SWINE-FLU VACCINE FOUND TO BE SAFE IN EARLY TRIALS

       Early indications are that a new swine-flu vaccine is safe and is on track to be made available to the public by mid-October, US health officials say.
       "There are no red flags regarding safety," said Anthony Fauci, director of the National Insitute of Allergy and Infectious Diseases, noting that a series of clinical trials were being conducted on the vaccine with results due out between mid-September and late October.
       Adult volunteers participated in the first of five trials starting on August 7, and only reported arm swelling or red-ness where they received the injection.
       Encouraged by the results, health officials went ahead this week with vaccine trials on children aged six months to 17 years, Fauci told reporters on Friday.
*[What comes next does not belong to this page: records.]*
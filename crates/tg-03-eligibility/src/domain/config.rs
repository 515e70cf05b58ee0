//! # Eligibility Configuration

use std::fmt;
use std::str::FromStr;
use thiserror::Error;

/// Which transactions a message's eligibility waits for.
#[derive(Debug, Clone, Copy, Default, PartialEq, Eq, Hash)]
pub enum DependencyScope {
    /// Only the transaction carried in the payload.
    #[default]
    PayloadTransaction,
    /// The carried transaction plus the transactions that created its inputs.
    PayloadAndInputs,
}

impl fmt::Display for DependencyScope {
    fn fmt(&self, f: &mut fmt::Formatter<'_>) -> fmt::Result {
        match self {
            Self::PayloadTransaction => write!(f, "payload"),
            Self::PayloadAndInputs => write!(f, "inputs"),
        }
    }
}

#[derive(Debug, Clone, PartialEq, Eq, Error)]
#[error("Unknown dependency scope '{0}' (expected 'payload' or 'inputs')")]
pub struct UnknownDependencyScope(pub String);

impl FromStr for DependencyScope {
    type Err = UnknownDependencyScope;

    fn from_str(s: &str) -> Result<Self, Self::Err> {
        match s.trim().to_ascii_lowercase().as_str() {
            "payload" => Ok(Self::PayloadTransaction),
            "inputs" => Ok(Self::PayloadAndInputs),
            other => Err(UnknownDependencyScope(other.to_string())),
        }
    }
}

/// Eligibility manager configuration
#[derive(Debug, Clone, Copy, Default, PartialEq, Eq)]
pub struct EligibilityConfig {
    pub dependency_scope: DependencyScope,
}

impl EligibilityConfig {
    pub fn new(dependency_scope: DependencyScope) -> Self {
        Self { dependency_scope }
    }

    pub fn with_dependency_scope(mut self, scope: DependencyScope) -> Self {
        self.dependency_scope = scope;
        self
    }
}
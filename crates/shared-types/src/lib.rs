//! # Shared Types Crate
//!
//! This crate contains the Tangle data model used by every subsystem of the
//! node core.
//!
//! ## Design Principles
//!
//! - **Content Addressing**: `MessageId` and `TransactionId` are SHA-256 digests
//!   of the object content. Ids are derived at construction, never supplied.
//! - **Immutable Messages**: a `Message` never changes after creation. All
//!   mutable state lives in `MessageMetadata`.
//! - **Monotonic Flags**: metadata flags only ever transition `false → true`.

#![cfg_attr(test, allow(clippy::unwrap_used))]

pub mod entities;
pub mod errors;
pub mod metadata;
pub mod time;

pub use entities::*;
pub use errors::*;
pub use metadata::MessageMetadata;
pub use time::{ManualTimeSource, SystemTimeSource, TimeSource, Timestamp};
//! Time sources.
//!
//! Subsystems never read the wall clock directly; they take a `TimeSource` so
//! tests can pin time.

use std::sync::atomic::{AtomicU64, Ordering};

/// Unix timestamp in milliseconds.
pub type Timestamp = u64;

/// Abstract interface for time operations (for testability).
pub trait TimeSource: Send + Sync {
    /// Get current timestamp in milliseconds since epoch.
    fn now(&self) -> Timestamp;
}

/// Default time source using system time.
#[derive(Debug, Default, Clone, Copy)]
pub struct SystemTimeSource;

impl TimeSource for SystemTimeSource {
    fn now(&self) -> Timestamp {
        std::time::SystemTime::now()
            .duration_since(std::time::UNIX_EPOCH)
            .map(|d| d.as_millis() as u64)
            .unwrap_or(0)
    }
}

/// Manually driven clock for tests and simulations.
#[derive(Debug, Default)]
pub struct ManualTimeSource {
    now: AtomicU64,
}

impl ManualTimeSource {
    pub fn new(start: Timestamp) -> Self {
        Self {
            now: AtomicU64::new(start),
        }
    }

    /// Set the clock to an absolute value.
    pub fn set(&self, now: Timestamp) {
        self.now.store(now, Ordering::SeqCst);
    }

    /// Move the clock forward by `millis`.
    pub fn advance(&self, millis: u64) -> Timestamp {
        self.now.fetch_add(millis, Ordering::SeqCst) + millis
    }
}

impl TimeSource for ManualTimeSource {
    fn now(&self) -> Timestamp {
        self.now.load(Ordering::SeqCst)
    }
}
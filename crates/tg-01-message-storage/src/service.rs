//! # Message Storage Service
//!
//! In-memory implementation of the storage layer.

use crate::domain::attachments::AttachmentIndex;
use crate::domain::cached::CachedMetadata;
use crate::error::{StorageError, StorageResult};
use crate::events::StorageEvents;
use parking_lot::{Mutex, RwLock};
use shared_types::{
    Attachment, Message, MessageId, MessageMetadata, SystemTimeSource, TimeSource, TransactionId,
};
use std::collections::HashMap;
use std::sync::Arc;
use tracing::{debug, trace};

/// A stored message together with its metadata record.
struct StoredObject {
    message: Arc<Message>,
    metadata: Arc<Mutex<MessageMetadata>>,
}

/// Content-addressed message store.
pub struct MessageStorage {
    objects: RwLock<HashMap<MessageId, StoredObject>>,
    attachments: RwLock<AttachmentIndex>,
    time_source: Arc<dyn TimeSource>,
    events: StorageEvents,
}

impl MessageStorage {
    /// Create an empty storage that stamps records with the system clock.
    pub fn new() -> Self {
        Self::with_time_source(Arc::new(SystemTimeSource))
    }

    pub fn with_time_source(time_source: Arc<dyn TimeSource>) -> Self {
        Self {
            objects: RwLock::new(HashMap::new()),
            attachments: RwLock::new(AttachmentIndex::new()),
            time_source,
            events: StorageEvents::new(),
        }
    }

    pub fn events(&self) -> &StorageEvents {
        &self.events
    }

    pub fn time_source(&self) -> &Arc<dyn TimeSource> {
        &self.time_source
    }

    /// Persist a message with fresh metadata.
    ///
    /// Returns the stored message and `true` on first store. A repeated call
    /// returns the existing record and `false` without triggering
    /// `MessageStored` again.
    pub fn store_message(&self, message: Message) -> (Arc<Message>, bool) {
        let message_id = message.id();
        let stored = {
            let mut objects = self.objects.write();
            if let Some(existing) = objects.get(&message_id) {
                trace!(message_id = %message_id, "Message already stored");
                return (Arc::clone(&existing.message), false);
            }

            let received_time = self.time_source.now();
            let stored = Arc::new(message);
            objects.insert(
                message_id,
                StoredObject {
                    message: Arc::clone(&stored),
                    metadata: Arc::new(Mutex::new(MessageMetadata::new(message_id, received_time))),
                },
            );
            stored
        };

        if let Some(transaction_id) = stored.payload().and_then(|p| p.transaction_id()) {
            self.store_attachment(transaction_id, message_id);
        }

        debug!(
            message_id = %message_id,
            parents = stored.parents().len(),
            "Message stored"
        );
        self.events.message_stored.trigger(&stored);

        (stored, true)
    }

    /// Handle to the metadata of `message_id`, or `None` if not stored.
    pub fn message_metadata(&self, message_id: &MessageId) -> Option<CachedMetadata> {
        self.objects
            .read()
            .get(message_id)
            .map(|obj| CachedMetadata::new(*message_id, Arc::clone(&obj.metadata)))
    }

    /// Copy of the metadata of `message_id`.
    pub fn metadata_snapshot(&self, message_id: &MessageId) -> StorageResult<MessageMetadata> {
        self.message_metadata(message_id)
            .map(|handle| handle.snapshot())
            .ok_or(StorageError::MessageNotFound {
                message_id: *message_id,
            })
    }

    pub fn message(&self, message_id: &MessageId) -> Option<Arc<Message>> {
        self.objects
            .read()
            .get(message_id)
            .map(|obj| Arc::clone(&obj.message))
    }

    /// Message and metadata handle in one lookup.
    pub fn message_with_metadata(
        &self,
        message_id: &MessageId,
    ) -> Option<(Arc<Message>, CachedMetadata)> {
        self.objects.read().get(message_id).map(|obj| {
            (
                Arc::clone(&obj.message),
                CachedMetadata::new(*message_id, Arc::clone(&obj.metadata)),
            )
        })
    }

    pub fn contains_message(&self, message_id: &MessageId) -> bool {
        self.objects.read().contains_key(message_id)
    }

    /// Register that `message_id` carries `transaction_id`.
    ///
    /// Returns `true` only on the first registration of the pair.
    pub fn store_attachment(&self, transaction_id: TransactionId, message_id: MessageId) -> bool {
        let stored = self
            .attachments
            .write()
            .insert(Attachment::new(transaction_id, message_id));
        if stored {
            trace!(tx_id = %transaction_id, message_id = %message_id, "Attachment stored");
        }
        stored
    }

    /// Messages carrying `transaction_id`.
    pub fn attachments(&self, transaction_id: &TransactionId) -> Vec<MessageId> {
        self.attachments.read().messages(transaction_id)
    }

    pub fn message_count(&self) -> usize {
        self.objects.read().len()
    }

    pub fn attachment_count(&self) -> usize {
        self.attachments.read().len()
    }
}

impl Default for MessageStorage {
    fn default() -> Self {
        Self::new()
    }
}

impl std::fmt::Debug for MessageStorage {
    fn fmt(&self, f: &mut std::fmt::Formatter<'_>) -> std::fmt::Result {
        f.debug_struct("MessageStorage")
            .field("messages", &self.message_count())
            .field("attachments", &self.attachment_count())
            .finish()
    }
}
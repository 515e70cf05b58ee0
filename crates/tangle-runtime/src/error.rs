//! Error types for the Tangle runtime

use crate::config::ConfigError;
use thiserror::Error;
use tg_01_message_storage::StorageError;
use tg_02_solidifier::SolidifierError;
use tg_03_eligibility::EligibilityError;

#[derive(Debug, Error)]
pub enum TangleError {
    /// `shutdown` was called; no new messages are accepted
    #[error("Tangle is shutting down")]
    ShuttingDown,

    #[error(transparent)]
    InvalidConfig(#[from] ConfigError),

    #[error(transparent)]
    Storage(#[from] StorageError),

    #[error(transparent)]
    Solidifier(#[from] SolidifierError),

    #[error(transparent)]
    Eligibility(#[from] EligibilityError),
}

pub type TangleResult<T> = Result<T, TangleError>;
//! # Ledger-Driven Eligibility Flows
//!
//! Rejection, dependency scope, ledger outages, parent validity and
//! shutdown as seen through the full pipeline.

#[cfg(test)]
mod tests {
    use crate::fixtures::{
        data_message, genesis_spend, spend, tangle, tangle_with, transaction_message, EventRecorder,
        T0,
    };
    use shared_types::{InclusionState, Message, OutputId};
    use std::sync::Arc;
    use std::time::Duration;
    use tangle_runtime::{spawn_pending_recheck, TangleConfig, TangleError};
    use tg_02_solidifier::SolidifierConfig;
    use tg_03_eligibility::{DependencyScope, EligibilityConfig};

    fn inputs_scope() -> TangleConfig {
        TangleConfig::default()
            .with_eligibility(EligibilityConfig::new(DependencyScope::PayloadAndInputs))
    }

    #[test]
    fn rejected_transaction_message_is_eligible() {
        let (tangle, utxo) = tangle();
        let recorder = EventRecorder::attach(&tangle);
        let tx = genesis_spend(0, T0);
        utxo.store_transaction(&tx);
        let msg = transaction_message(&tx, vec![], T0);
        tangle.store_message(msg.clone()).unwrap();

        utxo.set_inclusion_state(tx.id(), InclusionState::Rejected);

        assert!(tangle.metadata(&msg.id()).unwrap().is_eligible());
        assert_eq!(recorder.eligible_count(&msg.id()), 1);
    }

    #[test]
    fn inputs_scope_waits_for_every_input() {
        let (tangle, utxo) = tangle_with(inputs_scope());
        let funding_a = genesis_spend(0, T0);
        let funding_b = genesis_spend(1, T0);
        let tx = spend(
            vec![
                OutputId::new(funding_a.id(), 0),
                OutputId::new(funding_b.id(), 0),
            ],
            T0 + 1,
        );
        for t in [&funding_a, &funding_b, &tx] {
            utxo.store_transaction(t);
        }

        let msg = transaction_message(&tx, vec![], T0 + 1);
        tangle.store_message(msg.clone()).unwrap();
        assert_eq!(tangle.stats().pending_dependencies, 3);

        utxo.set_inclusion_state(funding_a.id(), InclusionState::Confirmed);
        utxo.set_inclusion_state(tx.id(), InclusionState::Confirmed);
        assert!(!tangle.metadata(&msg.id()).unwrap().is_eligible());

        utxo.set_inclusion_state(funding_b.id(), InclusionState::Confirmed);
        assert!(tangle.metadata(&msg.id()).unwrap().is_eligible());
        assert_eq!(tangle.stats().pending_dependencies, 0);
    }

    #[test]
    fn payload_scope_ignores_inputs() {
        let (tangle, utxo) = tangle();
        let funding = genesis_spend(0, T0);
        let tx = spend(vec![OutputId::new(funding.id(), 0)], T0 + 1);
        utxo.store_transaction(&funding);
        utxo.set_inclusion_state(tx.id(), InclusionState::Confirmed);

        let msg = transaction_message(&tx, vec![], T0 + 1);
        tangle.store_message(msg.clone()).unwrap();

        assert!(tangle.metadata(&msg.id()).unwrap().is_eligible());
    }

    #[test]
    fn ledger_outage_is_retried_on_next_notification() {
        let (tangle, utxo) = tangle();
        let tx = genesis_spend(0, T0);
        utxo.store_transaction(&tx);
        utxo.set_unavailable(true);

        let msg = transaction_message(&tx, vec![], T0);
        tangle.store_message(msg.clone()).unwrap();
        assert!(tangle.check_eligibility(&msg.id()).is_ok());
        assert!(!tangle.metadata(&msg.id()).unwrap().is_eligible());

        utxo.set_unavailable(false);
        utxo.set_inclusion_state(tx.id(), InclusionState::Confirmed);
        assert!(tangle.metadata(&msg.id()).unwrap().is_eligible());
    }

    #[tokio::test(flavor = "multi_thread", worker_threads = 2)]
    async fn settled_transaction_recovers_after_outage() {
        let config = TangleConfig::default().with_recheck_interval(Duration::from_millis(20));
        let (tangle, utxo) = tangle_with(config);
        let tx = genesis_spend(5, T0);
        utxo.set_inclusion_state(tx.id(), InclusionState::Confirmed);
        utxo.set_unavailable(true);

        let msg = transaction_message(&tx, vec![], T0);
        tangle.store_message(msg.clone()).unwrap();
        utxo.set_unavailable(false);

        // Unrelated traffic does not revisit the parked message.
        for tag in 0..5 {
            tangle.store_message(data_message(vec![], T0, 100 + tag)).unwrap();
        }
        assert!(!tangle.metadata(&msg.id()).unwrap().is_eligible());
        assert_eq!(tangle.stats().pending_dependencies, 1);

        let recheck = spawn_pending_recheck(Arc::clone(&tangle));
        let mut eligible = false;
        for _ in 0..100 {
            tokio::time::sleep(Duration::from_millis(20)).await;
            if tangle.metadata(&msg.id()).unwrap().is_eligible() {
                eligible = true;
                break;
            }
        }
        recheck.abort();

        assert!(eligible, "message still parked after ledger recovery");
        assert_eq!(tangle.stats().pending_dependencies, 0);
    }

    #[tokio::test]
    async fn recheck_task_stops_on_shutdown() {
        let config = TangleConfig::default().with_recheck_interval(Duration::from_millis(10));
        let (tangle, _) = tangle_with(config);
        let recheck = spawn_pending_recheck(Arc::clone(&tangle));

        tangle.shutdown();
        tokio::time::timeout(Duration::from_secs(2), recheck)
            .await
            .unwrap()
            .unwrap();
    }

    #[test]
    fn non_ledger_messages_ignore_ledger_state() {
        let (tangle, utxo) = tangle();
        let recorder = EventRecorder::attach(&tangle);
        for index in 0..3 {
            utxo.store_transaction(&genesis_spend(index, T0));
        }
        utxo.set_unavailable(true);

        let data = data_message(vec![], T0, 9);
        let empty = Message::new(vec![], vec![], T0, None);
        let child = data_message(vec![data.id(), empty.id()], T0 + 1, 10);
        for msg in [&data, &empty, &child] {
            tangle.store_message((*msg).clone()).unwrap();
        }

        for msg in [&data, &empty, &child] {
            assert!(tangle.metadata(&msg.id()).unwrap().is_eligible());
            assert_eq!(recorder.eligible_count(&msg.id()), 1);
            tangle.check_eligibility(&msg.id()).unwrap();
        }
        assert_eq!(recorder.eligible.lock().len(), 3);
        assert!(recorder.at_most_once());
        assert_eq!(tangle.stats().pending_dependencies, 0);
    }

    #[test]
    fn unbooked_transaction_waits_for_booking() {
        let (tangle, utxo) = tangle();
        let tx = genesis_spend(3, T0);
        let msg = transaction_message(&tx, vec![], T0);

        tangle.store_message(msg.clone()).unwrap();
        assert!(!tangle.metadata(&msg.id()).unwrap().is_eligible());

        utxo.set_inclusion_state(tx.id(), InclusionState::Confirmed);
        assert!(tangle.metadata(&msg.id()).unwrap().is_eligible());
    }

    #[test]
    fn old_parent_makes_message_invalid() {
        let config = TangleConfig::default().with_solidifier(SolidifierConfig::new(60_000));
        let (tangle, _) = tangle_with(config);
        let recorder = EventRecorder::attach(&tangle);

        let parent = data_message(vec![], T0, 1);
        let stale = data_message(vec![parent.id()], T0 + 60_001, 2);
        let fresh = data_message(vec![parent.id()], T0 + 60_000, 3);
        let on_stale = data_message(vec![stale.id(), fresh.id()], T0 + 60_002, 4);

        for msg in [&on_stale, &stale, &fresh, &parent] {
            tangle.store_message((*msg).clone()).unwrap();
        }

        assert_eq!(recorder.invalid_count(&stale.id()), 1);
        assert_eq!(recorder.invalid_count(&on_stale.id()), 1);
        assert_eq!(recorder.solid_count(&stale.id()), 0);
        assert_eq!(recorder.solid_count(&fresh.id()), 1);
        assert!(!tangle.metadata(&on_stale.id()).unwrap().is_eligible());
        assert!(recorder.at_most_once());
    }

    #[test]
    fn store_after_shutdown_is_rejected() {
        let (tangle, _) = tangle();
        tangle.store_message(data_message(vec![], T0, 1)).unwrap();
        tangle.shutdown();

        assert!(matches!(
            tangle.store_message(data_message(vec![], T0, 2)),
            Err(TangleError::ShuttingDown)
        ));
        assert_eq!(tangle.stats().messages, 1);
    }
}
       Additional experiments on about 120 pregnant women - who are particularly at risk of infection from the type A (H1N1) virus and are high on the federal government's priority list for vaccines-are to begin in September.
       Officials expect that between 4,500 and 4,600 people will eventually take part in the vaccine studies.
       Between 45 million and 52 million doses of the vaccine are expected to be available by mid-October, said Jay Butler, who heads the H1N1 Vaccine Task Force of the US Centres for Disease Control and Prevention (CDC).
       The CDC, which had made plans to distribute the vaccine once available, has issued its final recommendations on which groups of people should receive the shot.
       The priority groups include "pregnant women, children, and young adults aged six months through 24 years, as well as persons aged 25 through 64, who have medical conditions that put them at higher risk for influenza-related complications," he said.
       Healthcare workers, emergency medical service workers and people who take care of infants younger than six months-too young to be administered a vaccine, should be vaccinated, Butler said.
       The novel flu strain, which the CDC says has killed 522 people and caused 7,963 hospitalisations so far in the United States, has generally continued to spread, albeit at a slower speed.
       Most of the cases occurred in people under the age of 49.
       New infection cases have also decreased in South America and Australia during their seasonal flu season.